The progression of meiosis from prophase to metaphase II involves modifications to somatic signals, activation of a master regulator system in the cytoplasm and the manipulation of independent components in the nucleus. Studies on amphibian oocytes suggest that the cytoplasmic component, maturation promoting factor (MPF), is a key component of the master regulator system. A similar and ubiquitous role for MPF in mammalian oocytes is indicated by cell fusion studies. However, the nature of the somatic signals responsible for prophase arrest and the sequence of intracellular events necessary for the synthesis and activation of MPF differ markedly between species. The most fundamental of these differences is in the G2- to M-phase transition where, in rodents, phosphorylation changes alone activate the MPF cascade while in domestic mammals both transcription and new protein synthesis is required for MPF production.
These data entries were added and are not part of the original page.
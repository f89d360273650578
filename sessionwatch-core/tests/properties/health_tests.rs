//! Property-based tests for the weighted health score

use proptest::prelude::*;

use sessionwatch_core::overall_health_score;

proptest! {
    /// The health score is always clamped to [0, 1]
    #[test]
    fn prop_health_in_unit_interval(
        global_error_rate in 0.0f64..=1.0,
        command_error_rate in 0.0f64..=1.0,
        connect_secs in 0.0f64..30.0,
        command_secs in 0.0f64..30.0,
    ) {
        let score = overall_health_score(
            global_error_rate,
            command_error_rate,
            connect_secs,
            command_secs,
        );
        prop_assert!((0.0..=1.0).contains(&score));
    }

    /// More errors never improve health, all else equal
    #[test]
    fn prop_health_monotone_in_error_rate(
        a in 0.0f64..=1.0,
        b in 0.0f64..=1.0,
        command_error_rate in 0.0f64..=1.0,
    ) {
        let (lo, hi) = if a <= b { (a, b) } else { (b, a) };
        let healthier = overall_health_score(lo, command_error_rate, 0.0, 0.0);
        let sicker = overall_health_score(hi, command_error_rate, 0.0, 0.0);
        prop_assert!(sicker <= healthier + 1e-12);
    }

    /// Fast sessions with no errors are perfectly healthy
    #[test]
    fn prop_no_errors_fast_is_perfect(connect_secs in 0.0f64..=5.0, command_secs in 0.0f64..=2.0) {
        let score = overall_health_score(0.0, 0.0, connect_secs, command_secs);
        prop_assert!((score - 1.0).abs() < f64::EPSILON);
    }
}

#[test]
fn test_reference_health_example() {
    // 1 - 0.3 * 0.05 = 0.985
    let score = overall_health_score(0.05, 0.0, 1.0, 0.5);
    assert!((score - 0.985).abs() < 1e-9);
}

#[test]
fn test_both_latency_penalties_apply() {
    let score = overall_health_score(0.0, 0.0, 5.1, 2.1);
    assert!((score - 0.8).abs() < 1e-9);
}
One of the proteins (47,000 daltons) involved in the MPF cascade has been tentatively identified in ovine oocytes and has been shown to be dependent upon transcription at the initiation of maturation. The synthesis of additional protein, probably with anti-MPF activity, is thereafter required to drive the cycle from metaphase I to anaphase. The final phase of cell cycle-related protein synthesis occurs immediately before the formation of the metaphase II plate. The Ca2+-sensitive cytostatic proteins synthesized at this stage maintain the MII chromatin in a condensed state and prevent the completion of the meiotic cycle until fertilization when the cytostatic proteins disappear and meiosis is completed.